Biaya Genosida Gaza Terlalu Tinggi, Krisis Ekonomi Israel Memburuk

Biaya Genosida Gaza Terlalu Tinggi, Krisis Ekonomi Israel Memburuk
Kaum Israel tengah berbelanja.(Al Jazeera)

SAAT perang genosida Israel menebar bayangan gelap di wilayah dan dunia, para ahli memperingatkan bahwa miliaran dolar AS untuk menghancurkan Jalur Gaza dan rakyat Palestina bisa menjadi biaya yang terlalu tinggi bagi ekonomi Israel sendiri.

Nyaris tidak ada tanda-tanda pemulihan, menurut seorang peneliti ekonomi Israel, dengan nilai indikator yang lemah, investasi asing, dan pariwisata yang menurun, serta eksodus warga yang mengkhawatirkan. Ini melukiskan gambaran suram bagi masa depan Israel.

“Krisis ekonomi hanya akan semakin memburuk. Bukan ada prospek pemulihan,” ujar ekonom politik Israel Shir Hever dalam wawancara dengan Anadolu.

Baca juga : Setahun Genosida Israel di Gaza, 814 Masjid dan 3 Gereja Hancur

Kata-katanya sejalan dengan penilaian terbaru Yoel Naveh, mantan kepala ekonom di Kementerian Keuangan Israel, yang mengatakan bahwa pemerintah harus bertindak dengan tegas dan segera untuk menghindari risiko krisis keuangan yang membayangi.

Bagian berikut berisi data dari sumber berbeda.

//! Lenient HTML fragment parser
//!
//! Reads exported notes HTML (and reasonably well-formed legacy markup) back
//! into an [`HtmlNode`] tree. It never fails: stray `<` characters become
//! text, unmatched closing tags are ignored and unclosed elements are closed
//! at the end of input. Comments and doctype declarations are dropped.

use crate::dom::{HtmlElement, HtmlNode};
use crate::printer::is_self_closing;
use logos::Logos;

#[derive(Logos, Debug, Clone, PartialEq)]
enum Token<'src> {
    #[regex(r"<![^>]*>")]
    Declaration,

    #[regex(r"</[a-zA-Z][a-zA-Z0-9-]*[ \t\n\r]*>", |lex| lex.slice())]
    CloseTag(&'src str),

    #[regex(r#"<[a-zA-Z][a-zA-Z0-9-]*([^>"']|"[^"]*"|'[^']*')*>"#, |lex| lex.slice())]
    OpenTag(&'src str),

    #[regex(r"[^<]+", |lex| lex.slice())]
    Text(&'src str),
}

/// Parse an HTML fragment into nodes
pub fn parse_fragment(source: &str) -> Vec<HtmlNode> {
    let mut builder = TreeBuilder::default();
    let mut lex = Token::lexer(source);

    while let Some(token) = lex.next() {
        match token {
            Ok(Token::Declaration) => {}
            Ok(Token::Text(text)) => builder.text(decode_entities(text)),
            Ok(Token::CloseTag(slice)) => builder.close(&tag_name(&slice[2..])),
            Ok(Token::OpenTag(slice)) => {
                let (element, self_closing) = parse_open_tag(slice);
                if is_raw_text(&element.tag) {
                    let content = take_raw_text(lex.remainder(), &element.tag);
                    lex.bump(content.len());
                    let mut element = element;
                    if !content.is_empty() {
                        element.children.push(HtmlNode::Raw(content.to_string()));
                    }
                    builder.open(element);
                } else if self_closing || is_self_closing(&element.tag) {
                    builder.leaf(element);
                } else {
                    builder.open(element);
                }
            }
            Err(()) => builder.text(lex.slice().to_string()),
        }
    }

    builder.finish()
}

#[derive(Default)]
struct TreeBuilder {
    roots: Vec<HtmlNode>,
    stack: Vec<HtmlElement>,
}

impl TreeBuilder {
    fn siblings(&mut self) -> &mut Vec<HtmlNode> {
        match self.stack.last_mut() {
            Some(parent) => &mut parent.children,
            None => &mut self.roots,
        }
    }

    fn text(&mut self, text: String) {
        if text.is_empty() {
            return;
        }
        let siblings = self.siblings();
        if let Some(HtmlNode::Text(previous)) = siblings.last_mut() {
            previous.push_str(&text);
        } else {
            siblings.push(HtmlNode::Text(text));
        }
    }

    fn leaf(&mut self, element: HtmlElement) {
        self.siblings().push(HtmlNode::Element(element));
    }

    fn open(&mut self, element: HtmlElement) {
        // A new <li> or <p> implicitly closes an open one
        if element.is("li") || element.is("p") {
            if let Some(current) = self.stack.last() {
                if current.is(&element.tag) {
                    self.pop();
                }
            }
        }
        self.stack.push(element);
    }

    fn close(&mut self, tag: &str) {
        if !self.stack.iter().any(|open| open.is(tag)) {
            return;
        }
        while let Some(open) = self.stack.last() {
            let done = open.is(tag);
            self.pop();
            if done {
                break;
            }
        }
    }

    fn pop(&mut self) {
        if let Some(element) = self.stack.pop() {
            self.siblings().push(HtmlNode::Element(element));
        }
    }

    fn finish(mut self) -> Vec<HtmlNode> {
        while !self.stack.is_empty() {
            self.pop();
        }
        self.roots
    }
}

fn is_raw_text(tag: &str) -> bool {
    tag.eq_ignore_ascii_case("script") || tag.eq_ignore_ascii_case("style")
}

/// Everything up to (not including) the matching `</tag`
fn take_raw_text<'a>(rest: &'a str, tag: &str) -> &'a str {
    let needle = format!("</{}", tag.to_ascii_lowercase());
    let lower = rest.to_ascii_lowercase();
    match lower.find(&needle) {
        Some(end) => &rest[..end],
        None => rest,
    }
}

fn tag_name(raw: &str) -> String {
    raw.trim_end_matches('>')
        .trim()
        .to_ascii_lowercase()
}

/// Split `<tag a="1" b c='2'>` into an element; reports a trailing `/>`
fn parse_open_tag(slice: &str) -> (HtmlElement, bool) {
    let inner = &slice[1..slice.len() - 1];
    let self_closing = inner.trim_end().ends_with('/');
    let inner = inner.trim_end().trim_end_matches('/');

    let name_end = inner
        .find(|c: char| c.is_ascii_whitespace() || c == '/')
        .unwrap_or(inner.len());
    let mut element = HtmlElement::new(inner[..name_end].to_ascii_lowercase());

    let mut rest = &inner[name_end..];
    loop {
        rest = rest.trim_start_matches(|c: char| c.is_ascii_whitespace() || c == '/');
        if rest.is_empty() {
            break;
        }

        let name_len = rest
            .find(|c: char| c.is_ascii_whitespace() || c == '=' || c == '/')
            .unwrap_or(rest.len());
        let name = rest[..name_len].to_ascii_lowercase();
        rest = rest[name_len..].trim_start();

        let value = if let Some(after_eq) = rest.strip_prefix('=') {
            let after_eq = after_eq.trim_start();
            let (value, remaining) = match after_eq.chars().next() {
                Some(quote @ ('"' | '\'')) => {
                    let body = &after_eq[1..];
                    match body.find(quote) {
                        Some(end) => (&body[..end], &body[end + 1..]),
                        None => (body, ""),
                    }
                }
                _ => {
                    let end = after_eq
                        .find(|c: char| c.is_ascii_whitespace())
                        .unwrap_or(after_eq.len());
                    (&after_eq[..end], &after_eq[end..])
                }
            };
            rest = remaining;
            decode_entities(value)
        } else {
            String::new()
        };

        if !name.is_empty() {
            element.set_attr(name, value);
        }
    }

    (element, self_closing)
}

/// Decode the character references the printer emits, plus numeric ones
pub fn decode_entities(text: &str) -> String {
    if !text.contains('&') {
        return text.to_string();
    }

    let mut out = String::with_capacity(text.len());
    let mut rest = text;
    while let Some(pos) = rest.find('&') {
        out.push_str(&rest[..pos]);
        rest = &rest[pos..];

        let decoded = rest.find(';').filter(|end| *end <= 10).and_then(|end| {
            let entity = &rest[1..end];
            let ch = match entity {
                "amp" => Some('&'),
                "lt" => Some('<'),
                "gt" => Some('>'),
                "quot" => Some('"'),
                "apos" => Some('\''),
                "nbsp" => Some('\u{a0}'),
                _ => entity
                    .strip_prefix("#x")
                    .or_else(|| entity.strip_prefix("#X"))
                    .and_then(|hex| u32::from_str_radix(hex, 16).ok())
                    .or_else(|| entity.strip_prefix('#').and_then(|dec| dec.parse().ok()))
                    .and_then(char::from_u32),
            }?;
            Some((ch, end))
        });

        match decoded {
            Some((ch, end)) => {
                out.push(ch);
                rest = &rest[end + 1..];
            }
            None => {
                out.push('&');
                rest = &rest[1..];
            }
        }
    }
    out.push_str(rest);
    out
}

#[cfg(test)]
mod tests {
    use super::*;
    use crate::printer::{print_html, PrintOptions};

    #[test]
    fn test_parses_nested_elements_and_attributes() {
        let nodes = parse_fragment(r#"<ul class="list"><li data-x='1' hidden>One <b>two</b></li></ul>"#);

        assert_eq!(nodes.len(), 1);
        let ul = nodes[0].as_element().unwrap();
        assert_eq!(ul.attr("class"), Some("list"));
        let li = ul.child_elements().next().unwrap();
        assert_eq!(li.attr("data-x"), Some("1"));
        assert_eq!(li.attr("hidden"), Some(""));
        assert_eq!(li.text_content(), "One two");
    }

    #[test]
    fn test_script_content_is_raw() {
        let nodes = parse_fragment(
            r#"<p>a</p><script type="application/lexical+json">{"t":"1 < 2 <b>"}</script>"#,
        );

        let script = nodes[1].as_element().unwrap();
        assert_eq!(script.children, vec![HtmlNode::Raw(r#"{"t":"1 < 2 <b>"}"#.to_string())]);
    }

    #[test]
    fn test_lenient_recovery() {
        let nodes = parse_fragment("<!DOCTYPE html><p>1 < 2</span><p>next");

        assert_eq!(nodes.len(), 2);
        assert_eq!(nodes[0].text_content(), "1 < 2");
        assert_eq!(nodes[1].text_content(), "next");
    }

    #[test]
    fn test_entities_round_trip_through_printer() {
        let source = r#"<p title="&quot;x&quot; &amp; y">a &lt;b&gt; &#169; &#x263A;</p>"#;
        let nodes = parse_fragment(source);
        let p = nodes[0].as_element().unwrap();

        assert_eq!(p.attr("title"), Some("\"x\" & y"));
        assert_eq!(p.text_content(), "a <b> \u{a9} \u{263a}");

        let printed = print_html(&nodes, &PrintOptions::default());
        assert_eq!(parse_fragment(&printed), nodes);
    }

    #[test]
    fn test_void_and_self_closing() {
        let nodes = parse_fragment(r#"<p>a<br>b<input type="checkbox" disabled />c</p>"#);
        let p = nodes[0].as_element().unwrap();

        assert_eq!(p.children.len(), 5);
        assert_eq!(p.child_elements().count(), 2);
    }
}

Arah saat ini, tambahnya, bisa menyeret ekonomi Israel yang rusak oleh perang ke dalam resesi dan membahayakan keamanan nasional negara tersebut.

Biaya ekonomi dari serangan mematikan Israel di Gaza diperkirakan lebih dari US$67 miliar (sekitar Rp1,04 kuadriliun), menurut perkiraan pada Agustus 2024 oleh ekonom Israel. Bank Israel menyatakan pada Mei bahwa biaya perang akan melonjak hingga sekitar 250 miliar shekel (US$66 miliar/sekitar Rp1 kuadriliun) hingga akhir tahun depan.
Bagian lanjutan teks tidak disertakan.